What you have to do >> Scan the entries below for the word "warn" and copy every line where it turns up.

[[ Provided data, beginning ]]

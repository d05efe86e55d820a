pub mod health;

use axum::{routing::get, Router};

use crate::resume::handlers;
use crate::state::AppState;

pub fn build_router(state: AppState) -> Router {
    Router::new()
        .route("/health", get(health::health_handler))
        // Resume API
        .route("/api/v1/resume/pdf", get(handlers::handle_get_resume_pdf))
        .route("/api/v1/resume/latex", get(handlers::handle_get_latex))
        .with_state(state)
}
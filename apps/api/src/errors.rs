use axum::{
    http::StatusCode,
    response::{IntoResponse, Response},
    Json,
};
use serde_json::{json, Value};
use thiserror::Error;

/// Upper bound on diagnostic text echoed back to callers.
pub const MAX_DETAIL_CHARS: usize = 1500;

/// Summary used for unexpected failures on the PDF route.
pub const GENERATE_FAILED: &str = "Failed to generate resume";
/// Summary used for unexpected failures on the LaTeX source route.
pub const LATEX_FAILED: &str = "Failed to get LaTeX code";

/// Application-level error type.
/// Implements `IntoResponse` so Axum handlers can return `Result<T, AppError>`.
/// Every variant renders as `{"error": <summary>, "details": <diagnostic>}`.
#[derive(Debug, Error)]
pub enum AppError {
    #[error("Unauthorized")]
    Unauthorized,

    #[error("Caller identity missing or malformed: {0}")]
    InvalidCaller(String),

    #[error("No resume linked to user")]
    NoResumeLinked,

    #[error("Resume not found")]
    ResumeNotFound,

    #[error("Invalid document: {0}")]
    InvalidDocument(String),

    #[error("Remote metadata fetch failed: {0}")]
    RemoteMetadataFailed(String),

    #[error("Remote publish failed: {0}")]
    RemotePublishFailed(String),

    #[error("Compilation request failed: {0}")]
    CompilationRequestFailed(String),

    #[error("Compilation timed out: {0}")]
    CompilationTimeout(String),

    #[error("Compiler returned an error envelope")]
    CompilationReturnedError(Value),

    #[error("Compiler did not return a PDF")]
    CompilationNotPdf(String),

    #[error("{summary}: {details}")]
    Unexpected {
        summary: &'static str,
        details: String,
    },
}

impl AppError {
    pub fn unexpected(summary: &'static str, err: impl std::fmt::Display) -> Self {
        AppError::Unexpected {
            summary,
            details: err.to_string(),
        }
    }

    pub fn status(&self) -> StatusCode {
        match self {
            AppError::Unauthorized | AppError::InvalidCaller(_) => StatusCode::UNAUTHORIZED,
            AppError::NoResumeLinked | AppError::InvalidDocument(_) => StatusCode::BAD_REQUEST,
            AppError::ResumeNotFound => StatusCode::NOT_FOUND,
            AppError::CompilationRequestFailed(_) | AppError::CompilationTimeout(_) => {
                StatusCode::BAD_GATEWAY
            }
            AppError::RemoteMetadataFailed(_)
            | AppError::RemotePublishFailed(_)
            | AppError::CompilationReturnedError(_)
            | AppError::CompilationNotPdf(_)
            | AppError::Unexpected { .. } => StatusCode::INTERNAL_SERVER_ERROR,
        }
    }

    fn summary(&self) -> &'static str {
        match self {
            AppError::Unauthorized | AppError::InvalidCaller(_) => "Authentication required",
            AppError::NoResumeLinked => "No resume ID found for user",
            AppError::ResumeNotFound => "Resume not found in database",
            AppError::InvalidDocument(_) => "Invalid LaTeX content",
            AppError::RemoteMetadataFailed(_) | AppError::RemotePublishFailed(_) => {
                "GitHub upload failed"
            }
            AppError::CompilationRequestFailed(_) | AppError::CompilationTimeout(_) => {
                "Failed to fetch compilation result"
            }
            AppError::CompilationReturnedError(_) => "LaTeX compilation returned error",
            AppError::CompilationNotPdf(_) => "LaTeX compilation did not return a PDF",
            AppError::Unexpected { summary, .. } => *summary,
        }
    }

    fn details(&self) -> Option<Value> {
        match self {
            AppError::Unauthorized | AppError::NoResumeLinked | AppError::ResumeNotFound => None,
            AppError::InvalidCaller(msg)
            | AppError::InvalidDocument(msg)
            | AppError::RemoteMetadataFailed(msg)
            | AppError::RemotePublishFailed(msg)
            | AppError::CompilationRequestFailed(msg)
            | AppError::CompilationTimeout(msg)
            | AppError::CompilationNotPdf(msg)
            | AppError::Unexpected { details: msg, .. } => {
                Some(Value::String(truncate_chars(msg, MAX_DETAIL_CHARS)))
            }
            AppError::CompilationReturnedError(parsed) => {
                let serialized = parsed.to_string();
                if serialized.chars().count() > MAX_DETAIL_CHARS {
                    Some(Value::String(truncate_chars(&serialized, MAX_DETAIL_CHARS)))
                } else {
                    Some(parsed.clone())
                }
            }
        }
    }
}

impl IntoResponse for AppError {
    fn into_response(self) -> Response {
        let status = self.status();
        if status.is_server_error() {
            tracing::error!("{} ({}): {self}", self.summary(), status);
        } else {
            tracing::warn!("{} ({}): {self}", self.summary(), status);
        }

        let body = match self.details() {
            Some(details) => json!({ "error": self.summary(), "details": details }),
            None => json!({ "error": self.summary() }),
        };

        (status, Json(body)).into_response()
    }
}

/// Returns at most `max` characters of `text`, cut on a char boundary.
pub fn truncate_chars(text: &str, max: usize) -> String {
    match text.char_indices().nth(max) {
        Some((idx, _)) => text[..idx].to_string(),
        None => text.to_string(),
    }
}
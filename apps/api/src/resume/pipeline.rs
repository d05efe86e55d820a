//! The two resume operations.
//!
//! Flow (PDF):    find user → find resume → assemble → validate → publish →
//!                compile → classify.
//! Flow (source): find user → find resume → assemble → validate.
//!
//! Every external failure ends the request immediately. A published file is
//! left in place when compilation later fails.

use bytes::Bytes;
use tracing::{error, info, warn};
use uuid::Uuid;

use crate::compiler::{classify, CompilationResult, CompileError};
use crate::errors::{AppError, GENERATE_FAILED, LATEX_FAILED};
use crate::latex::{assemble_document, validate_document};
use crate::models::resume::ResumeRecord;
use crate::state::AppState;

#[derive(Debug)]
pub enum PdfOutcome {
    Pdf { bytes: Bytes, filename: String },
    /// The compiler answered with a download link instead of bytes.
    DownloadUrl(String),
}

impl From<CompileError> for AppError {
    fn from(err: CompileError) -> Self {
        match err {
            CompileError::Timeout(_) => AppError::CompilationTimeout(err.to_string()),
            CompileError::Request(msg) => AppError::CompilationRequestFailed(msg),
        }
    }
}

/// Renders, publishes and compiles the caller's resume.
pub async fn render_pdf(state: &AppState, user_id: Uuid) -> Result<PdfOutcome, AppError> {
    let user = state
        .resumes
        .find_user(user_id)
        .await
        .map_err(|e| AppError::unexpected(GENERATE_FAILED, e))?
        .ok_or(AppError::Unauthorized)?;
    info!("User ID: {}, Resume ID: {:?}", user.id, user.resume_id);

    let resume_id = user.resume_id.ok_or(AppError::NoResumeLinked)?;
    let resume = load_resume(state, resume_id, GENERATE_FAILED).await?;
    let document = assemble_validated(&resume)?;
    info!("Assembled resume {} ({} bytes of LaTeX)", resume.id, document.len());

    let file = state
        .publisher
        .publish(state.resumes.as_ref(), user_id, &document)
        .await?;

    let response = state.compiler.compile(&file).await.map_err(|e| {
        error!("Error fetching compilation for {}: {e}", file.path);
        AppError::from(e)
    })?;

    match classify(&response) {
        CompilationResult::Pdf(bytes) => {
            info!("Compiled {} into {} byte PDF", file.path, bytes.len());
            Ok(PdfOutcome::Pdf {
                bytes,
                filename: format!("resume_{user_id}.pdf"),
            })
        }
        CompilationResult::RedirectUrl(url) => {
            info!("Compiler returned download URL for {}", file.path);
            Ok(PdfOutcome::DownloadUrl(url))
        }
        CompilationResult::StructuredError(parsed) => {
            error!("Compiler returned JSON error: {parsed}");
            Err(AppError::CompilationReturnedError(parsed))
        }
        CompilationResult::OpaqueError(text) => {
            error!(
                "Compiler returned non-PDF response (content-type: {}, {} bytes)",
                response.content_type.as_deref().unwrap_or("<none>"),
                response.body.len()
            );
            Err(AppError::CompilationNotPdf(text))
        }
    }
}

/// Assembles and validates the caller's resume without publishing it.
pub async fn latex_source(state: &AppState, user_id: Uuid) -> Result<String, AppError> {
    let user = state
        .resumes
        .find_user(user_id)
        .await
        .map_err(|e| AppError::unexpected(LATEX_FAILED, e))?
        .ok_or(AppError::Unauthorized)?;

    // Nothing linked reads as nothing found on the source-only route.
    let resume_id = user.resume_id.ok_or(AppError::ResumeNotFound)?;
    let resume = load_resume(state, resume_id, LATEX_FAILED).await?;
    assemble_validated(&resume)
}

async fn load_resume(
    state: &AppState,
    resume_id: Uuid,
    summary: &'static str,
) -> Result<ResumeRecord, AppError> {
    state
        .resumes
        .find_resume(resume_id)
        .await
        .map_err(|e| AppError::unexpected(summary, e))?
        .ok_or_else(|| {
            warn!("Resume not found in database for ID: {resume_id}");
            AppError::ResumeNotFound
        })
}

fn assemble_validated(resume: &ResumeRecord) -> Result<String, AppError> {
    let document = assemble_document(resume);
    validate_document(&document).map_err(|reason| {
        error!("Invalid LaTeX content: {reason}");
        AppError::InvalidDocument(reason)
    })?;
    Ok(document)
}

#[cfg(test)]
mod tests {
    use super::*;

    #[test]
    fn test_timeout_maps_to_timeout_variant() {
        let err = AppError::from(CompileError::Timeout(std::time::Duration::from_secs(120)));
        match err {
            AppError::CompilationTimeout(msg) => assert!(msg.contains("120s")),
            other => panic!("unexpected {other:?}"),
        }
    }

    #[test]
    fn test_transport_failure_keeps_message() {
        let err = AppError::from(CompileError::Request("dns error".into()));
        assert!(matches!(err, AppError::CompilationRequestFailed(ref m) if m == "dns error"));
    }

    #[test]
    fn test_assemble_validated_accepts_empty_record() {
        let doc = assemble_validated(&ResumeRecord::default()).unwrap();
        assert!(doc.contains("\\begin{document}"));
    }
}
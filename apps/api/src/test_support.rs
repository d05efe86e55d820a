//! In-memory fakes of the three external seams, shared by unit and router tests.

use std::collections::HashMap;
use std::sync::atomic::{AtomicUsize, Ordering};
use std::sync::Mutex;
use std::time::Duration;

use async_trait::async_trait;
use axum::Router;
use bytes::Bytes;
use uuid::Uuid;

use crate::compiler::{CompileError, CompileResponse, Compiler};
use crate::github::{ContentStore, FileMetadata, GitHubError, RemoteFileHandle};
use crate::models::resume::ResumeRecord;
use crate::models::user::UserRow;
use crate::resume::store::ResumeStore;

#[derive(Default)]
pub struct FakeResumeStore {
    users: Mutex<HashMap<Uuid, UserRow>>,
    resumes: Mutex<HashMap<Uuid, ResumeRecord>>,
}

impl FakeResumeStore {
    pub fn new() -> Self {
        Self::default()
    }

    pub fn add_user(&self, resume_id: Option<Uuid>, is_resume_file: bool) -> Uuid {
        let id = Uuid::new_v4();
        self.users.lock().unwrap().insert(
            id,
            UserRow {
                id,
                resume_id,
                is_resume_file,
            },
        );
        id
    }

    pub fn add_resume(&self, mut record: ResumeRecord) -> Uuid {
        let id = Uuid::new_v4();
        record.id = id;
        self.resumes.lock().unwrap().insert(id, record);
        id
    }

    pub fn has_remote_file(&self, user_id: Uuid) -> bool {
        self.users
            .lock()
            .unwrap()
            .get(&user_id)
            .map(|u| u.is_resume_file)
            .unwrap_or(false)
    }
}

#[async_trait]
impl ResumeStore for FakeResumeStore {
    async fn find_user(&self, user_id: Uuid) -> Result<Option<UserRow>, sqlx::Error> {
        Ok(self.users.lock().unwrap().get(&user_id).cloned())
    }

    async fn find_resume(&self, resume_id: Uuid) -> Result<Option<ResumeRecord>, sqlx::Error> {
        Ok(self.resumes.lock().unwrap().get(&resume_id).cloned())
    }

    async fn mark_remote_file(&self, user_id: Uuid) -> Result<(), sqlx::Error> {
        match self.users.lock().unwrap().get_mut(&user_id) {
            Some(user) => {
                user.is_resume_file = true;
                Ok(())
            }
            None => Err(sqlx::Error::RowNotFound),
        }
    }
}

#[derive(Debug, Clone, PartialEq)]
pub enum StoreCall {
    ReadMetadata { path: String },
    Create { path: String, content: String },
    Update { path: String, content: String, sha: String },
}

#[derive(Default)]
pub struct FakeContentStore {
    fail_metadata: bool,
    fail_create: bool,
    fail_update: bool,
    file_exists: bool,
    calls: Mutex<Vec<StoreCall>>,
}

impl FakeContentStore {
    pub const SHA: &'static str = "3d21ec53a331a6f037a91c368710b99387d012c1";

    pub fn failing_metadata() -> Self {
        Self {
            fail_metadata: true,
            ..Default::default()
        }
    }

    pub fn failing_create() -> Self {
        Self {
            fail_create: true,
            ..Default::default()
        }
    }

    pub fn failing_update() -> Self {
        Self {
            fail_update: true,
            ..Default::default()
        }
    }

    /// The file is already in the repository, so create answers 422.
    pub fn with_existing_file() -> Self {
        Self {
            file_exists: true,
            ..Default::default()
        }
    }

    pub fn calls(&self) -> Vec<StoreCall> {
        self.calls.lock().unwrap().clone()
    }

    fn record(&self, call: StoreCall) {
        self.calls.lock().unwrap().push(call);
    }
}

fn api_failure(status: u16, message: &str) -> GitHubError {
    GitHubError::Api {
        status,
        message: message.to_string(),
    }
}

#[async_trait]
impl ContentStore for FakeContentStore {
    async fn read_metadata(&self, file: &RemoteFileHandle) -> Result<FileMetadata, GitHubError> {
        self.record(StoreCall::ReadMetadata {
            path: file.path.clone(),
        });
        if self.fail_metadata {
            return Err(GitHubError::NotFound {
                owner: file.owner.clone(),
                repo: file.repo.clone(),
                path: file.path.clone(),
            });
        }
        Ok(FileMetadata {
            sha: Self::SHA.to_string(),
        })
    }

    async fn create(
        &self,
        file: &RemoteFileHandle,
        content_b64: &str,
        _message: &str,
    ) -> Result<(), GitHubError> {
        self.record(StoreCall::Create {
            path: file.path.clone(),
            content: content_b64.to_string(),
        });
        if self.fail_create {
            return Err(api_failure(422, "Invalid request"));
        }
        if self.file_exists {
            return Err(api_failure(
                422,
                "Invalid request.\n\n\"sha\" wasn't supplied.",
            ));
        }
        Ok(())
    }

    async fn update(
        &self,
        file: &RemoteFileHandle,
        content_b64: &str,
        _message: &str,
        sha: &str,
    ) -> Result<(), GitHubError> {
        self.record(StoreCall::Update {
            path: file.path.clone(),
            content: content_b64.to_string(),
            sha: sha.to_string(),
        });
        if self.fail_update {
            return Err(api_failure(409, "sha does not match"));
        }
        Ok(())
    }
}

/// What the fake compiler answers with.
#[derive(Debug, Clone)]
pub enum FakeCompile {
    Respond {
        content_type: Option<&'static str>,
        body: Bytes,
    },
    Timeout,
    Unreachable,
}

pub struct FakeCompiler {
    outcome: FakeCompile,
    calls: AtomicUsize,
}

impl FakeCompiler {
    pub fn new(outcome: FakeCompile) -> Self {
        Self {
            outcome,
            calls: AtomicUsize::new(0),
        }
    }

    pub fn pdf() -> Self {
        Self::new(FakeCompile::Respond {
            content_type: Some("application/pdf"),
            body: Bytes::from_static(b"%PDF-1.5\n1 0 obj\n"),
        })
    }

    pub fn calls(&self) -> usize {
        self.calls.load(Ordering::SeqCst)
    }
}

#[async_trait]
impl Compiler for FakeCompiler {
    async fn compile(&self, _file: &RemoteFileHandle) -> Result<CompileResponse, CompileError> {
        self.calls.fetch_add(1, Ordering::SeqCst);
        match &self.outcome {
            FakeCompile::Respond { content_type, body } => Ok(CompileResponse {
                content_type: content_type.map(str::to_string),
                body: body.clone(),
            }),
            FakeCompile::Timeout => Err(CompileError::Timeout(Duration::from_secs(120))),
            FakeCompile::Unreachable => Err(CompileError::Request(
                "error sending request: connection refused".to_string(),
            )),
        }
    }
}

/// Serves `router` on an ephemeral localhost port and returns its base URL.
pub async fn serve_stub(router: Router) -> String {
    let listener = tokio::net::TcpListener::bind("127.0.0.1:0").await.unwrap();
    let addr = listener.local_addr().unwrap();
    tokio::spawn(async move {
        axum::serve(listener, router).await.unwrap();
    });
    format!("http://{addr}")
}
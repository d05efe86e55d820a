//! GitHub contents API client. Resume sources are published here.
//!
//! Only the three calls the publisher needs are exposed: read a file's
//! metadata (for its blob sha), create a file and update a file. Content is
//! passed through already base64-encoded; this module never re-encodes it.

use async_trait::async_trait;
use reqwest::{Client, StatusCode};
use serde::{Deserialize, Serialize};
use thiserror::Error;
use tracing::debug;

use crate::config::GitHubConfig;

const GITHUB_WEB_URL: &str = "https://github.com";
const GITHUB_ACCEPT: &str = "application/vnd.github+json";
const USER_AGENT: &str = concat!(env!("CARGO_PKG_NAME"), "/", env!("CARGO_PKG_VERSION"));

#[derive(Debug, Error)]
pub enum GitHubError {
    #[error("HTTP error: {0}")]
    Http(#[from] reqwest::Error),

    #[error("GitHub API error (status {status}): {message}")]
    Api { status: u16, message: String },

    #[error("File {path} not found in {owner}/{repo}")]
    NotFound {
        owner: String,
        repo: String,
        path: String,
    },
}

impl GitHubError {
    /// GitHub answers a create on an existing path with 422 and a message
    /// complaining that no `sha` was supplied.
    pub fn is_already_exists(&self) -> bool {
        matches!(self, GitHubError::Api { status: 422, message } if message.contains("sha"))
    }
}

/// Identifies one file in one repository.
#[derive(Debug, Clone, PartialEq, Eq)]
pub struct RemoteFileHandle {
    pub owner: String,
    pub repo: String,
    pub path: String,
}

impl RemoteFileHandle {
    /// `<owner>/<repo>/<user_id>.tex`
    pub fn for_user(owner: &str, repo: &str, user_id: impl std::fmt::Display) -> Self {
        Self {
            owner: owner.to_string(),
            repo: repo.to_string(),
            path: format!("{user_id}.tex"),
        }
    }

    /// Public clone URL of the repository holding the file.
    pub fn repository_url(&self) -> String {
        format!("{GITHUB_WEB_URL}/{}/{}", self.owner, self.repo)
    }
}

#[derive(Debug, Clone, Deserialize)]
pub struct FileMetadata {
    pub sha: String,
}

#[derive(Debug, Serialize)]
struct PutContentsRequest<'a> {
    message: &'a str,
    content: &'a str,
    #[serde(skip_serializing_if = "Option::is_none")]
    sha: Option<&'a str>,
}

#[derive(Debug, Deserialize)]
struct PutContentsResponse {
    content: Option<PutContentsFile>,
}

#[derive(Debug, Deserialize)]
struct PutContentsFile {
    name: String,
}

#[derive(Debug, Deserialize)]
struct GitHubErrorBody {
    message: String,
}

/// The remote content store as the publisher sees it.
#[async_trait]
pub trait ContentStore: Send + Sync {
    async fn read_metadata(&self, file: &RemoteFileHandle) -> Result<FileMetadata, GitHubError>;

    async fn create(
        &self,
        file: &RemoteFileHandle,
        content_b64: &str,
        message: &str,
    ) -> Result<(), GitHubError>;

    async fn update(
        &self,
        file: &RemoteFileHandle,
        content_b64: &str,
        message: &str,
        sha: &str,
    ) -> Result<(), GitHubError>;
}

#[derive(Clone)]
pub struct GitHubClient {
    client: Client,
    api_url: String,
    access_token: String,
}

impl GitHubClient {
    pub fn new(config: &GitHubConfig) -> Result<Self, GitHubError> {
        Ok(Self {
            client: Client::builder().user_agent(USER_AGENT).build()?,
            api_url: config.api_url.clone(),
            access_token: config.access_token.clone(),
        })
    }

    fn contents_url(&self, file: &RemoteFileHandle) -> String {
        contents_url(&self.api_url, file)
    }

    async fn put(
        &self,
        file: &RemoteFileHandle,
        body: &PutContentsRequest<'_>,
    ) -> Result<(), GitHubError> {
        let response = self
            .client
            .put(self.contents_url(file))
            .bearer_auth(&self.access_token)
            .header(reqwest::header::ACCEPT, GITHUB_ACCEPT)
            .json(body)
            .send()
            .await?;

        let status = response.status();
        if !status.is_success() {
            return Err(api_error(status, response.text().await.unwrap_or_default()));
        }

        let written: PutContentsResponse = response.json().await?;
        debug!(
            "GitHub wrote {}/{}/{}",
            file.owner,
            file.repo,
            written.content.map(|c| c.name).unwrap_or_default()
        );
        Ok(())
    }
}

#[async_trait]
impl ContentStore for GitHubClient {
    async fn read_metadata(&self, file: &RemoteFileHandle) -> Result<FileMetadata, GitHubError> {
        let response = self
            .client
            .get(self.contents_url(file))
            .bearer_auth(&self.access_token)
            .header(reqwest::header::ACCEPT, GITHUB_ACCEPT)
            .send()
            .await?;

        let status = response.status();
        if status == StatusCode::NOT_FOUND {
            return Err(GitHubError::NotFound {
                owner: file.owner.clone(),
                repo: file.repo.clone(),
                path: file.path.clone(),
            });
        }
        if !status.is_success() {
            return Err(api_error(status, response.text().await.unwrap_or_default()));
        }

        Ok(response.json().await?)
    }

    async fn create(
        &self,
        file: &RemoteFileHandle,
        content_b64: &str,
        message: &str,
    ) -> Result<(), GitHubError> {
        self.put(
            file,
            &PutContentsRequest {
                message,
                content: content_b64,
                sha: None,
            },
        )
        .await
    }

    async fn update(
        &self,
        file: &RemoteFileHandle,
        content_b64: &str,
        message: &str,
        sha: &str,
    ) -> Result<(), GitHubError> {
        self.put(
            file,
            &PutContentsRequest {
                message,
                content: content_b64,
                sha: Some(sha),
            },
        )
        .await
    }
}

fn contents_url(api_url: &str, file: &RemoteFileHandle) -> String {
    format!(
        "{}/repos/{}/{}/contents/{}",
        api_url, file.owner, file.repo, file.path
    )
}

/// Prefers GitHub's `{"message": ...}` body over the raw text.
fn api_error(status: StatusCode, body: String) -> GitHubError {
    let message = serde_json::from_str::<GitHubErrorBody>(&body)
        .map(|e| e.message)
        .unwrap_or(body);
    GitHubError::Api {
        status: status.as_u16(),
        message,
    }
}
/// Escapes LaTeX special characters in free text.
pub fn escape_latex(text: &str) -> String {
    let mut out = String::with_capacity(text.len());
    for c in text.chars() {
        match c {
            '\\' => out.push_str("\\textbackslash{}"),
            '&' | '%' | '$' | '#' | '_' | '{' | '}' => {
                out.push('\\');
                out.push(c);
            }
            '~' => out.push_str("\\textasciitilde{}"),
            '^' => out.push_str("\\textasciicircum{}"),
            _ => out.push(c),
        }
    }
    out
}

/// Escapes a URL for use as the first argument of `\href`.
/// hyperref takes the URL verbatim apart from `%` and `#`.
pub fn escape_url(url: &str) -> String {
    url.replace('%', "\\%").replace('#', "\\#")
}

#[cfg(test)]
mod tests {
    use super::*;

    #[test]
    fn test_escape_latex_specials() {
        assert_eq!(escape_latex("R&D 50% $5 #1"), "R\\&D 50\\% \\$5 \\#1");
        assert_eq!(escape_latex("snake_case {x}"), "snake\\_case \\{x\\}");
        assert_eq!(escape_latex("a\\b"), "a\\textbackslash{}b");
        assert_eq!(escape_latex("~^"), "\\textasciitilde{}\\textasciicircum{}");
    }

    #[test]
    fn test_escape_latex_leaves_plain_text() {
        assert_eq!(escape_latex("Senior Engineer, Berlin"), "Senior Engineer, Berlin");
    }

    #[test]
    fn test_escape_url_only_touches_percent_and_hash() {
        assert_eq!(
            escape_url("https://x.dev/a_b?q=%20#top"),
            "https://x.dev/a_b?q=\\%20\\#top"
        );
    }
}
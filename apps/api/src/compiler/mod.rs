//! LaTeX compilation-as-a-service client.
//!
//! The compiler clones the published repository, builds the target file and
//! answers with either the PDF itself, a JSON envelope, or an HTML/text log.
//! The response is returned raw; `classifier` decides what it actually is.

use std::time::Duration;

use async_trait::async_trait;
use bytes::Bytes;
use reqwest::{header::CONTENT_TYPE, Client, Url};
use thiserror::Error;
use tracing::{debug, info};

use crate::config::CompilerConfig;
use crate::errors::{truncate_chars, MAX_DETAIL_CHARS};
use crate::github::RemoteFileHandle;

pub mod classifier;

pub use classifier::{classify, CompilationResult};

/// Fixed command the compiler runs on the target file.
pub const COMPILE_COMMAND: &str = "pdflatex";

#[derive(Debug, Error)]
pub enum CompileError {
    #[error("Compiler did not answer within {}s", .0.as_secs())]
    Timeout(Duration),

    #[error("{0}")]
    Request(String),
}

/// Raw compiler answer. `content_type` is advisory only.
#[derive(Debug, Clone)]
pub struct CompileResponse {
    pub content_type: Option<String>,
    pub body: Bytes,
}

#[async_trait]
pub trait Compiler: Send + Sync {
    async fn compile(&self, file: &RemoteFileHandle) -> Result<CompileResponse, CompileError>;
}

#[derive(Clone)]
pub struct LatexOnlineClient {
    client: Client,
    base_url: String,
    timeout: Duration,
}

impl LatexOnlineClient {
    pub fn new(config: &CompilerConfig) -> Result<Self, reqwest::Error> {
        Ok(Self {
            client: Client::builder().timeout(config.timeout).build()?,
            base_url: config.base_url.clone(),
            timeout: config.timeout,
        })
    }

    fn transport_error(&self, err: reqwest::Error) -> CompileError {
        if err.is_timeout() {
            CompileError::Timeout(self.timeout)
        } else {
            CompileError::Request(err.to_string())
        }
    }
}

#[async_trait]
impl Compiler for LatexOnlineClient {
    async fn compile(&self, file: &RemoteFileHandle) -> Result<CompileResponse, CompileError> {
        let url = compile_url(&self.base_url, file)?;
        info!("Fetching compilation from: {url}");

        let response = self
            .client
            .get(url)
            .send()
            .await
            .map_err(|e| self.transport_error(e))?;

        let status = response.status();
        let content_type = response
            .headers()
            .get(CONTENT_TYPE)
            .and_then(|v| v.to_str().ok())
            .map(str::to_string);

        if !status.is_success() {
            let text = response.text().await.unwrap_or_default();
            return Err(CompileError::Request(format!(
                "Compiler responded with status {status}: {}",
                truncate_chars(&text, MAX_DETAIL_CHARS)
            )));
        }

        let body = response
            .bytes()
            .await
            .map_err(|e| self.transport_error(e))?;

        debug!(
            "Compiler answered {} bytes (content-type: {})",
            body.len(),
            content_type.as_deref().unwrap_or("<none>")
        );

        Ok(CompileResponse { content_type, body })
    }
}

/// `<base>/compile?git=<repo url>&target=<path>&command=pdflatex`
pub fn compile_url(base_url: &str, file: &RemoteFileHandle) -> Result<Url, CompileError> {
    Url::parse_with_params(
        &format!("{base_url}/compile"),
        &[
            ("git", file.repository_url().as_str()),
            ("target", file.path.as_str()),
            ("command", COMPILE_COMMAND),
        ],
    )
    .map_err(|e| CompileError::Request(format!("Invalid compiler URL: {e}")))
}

[[ Provided data, end ]]

Output of the exercise >>
            tracing::warn!("{} ({}): {self}", self.summary(), status);
use tracing::{error, info, warn};
            warn!("Resume not found in database for ID: {resume_id}");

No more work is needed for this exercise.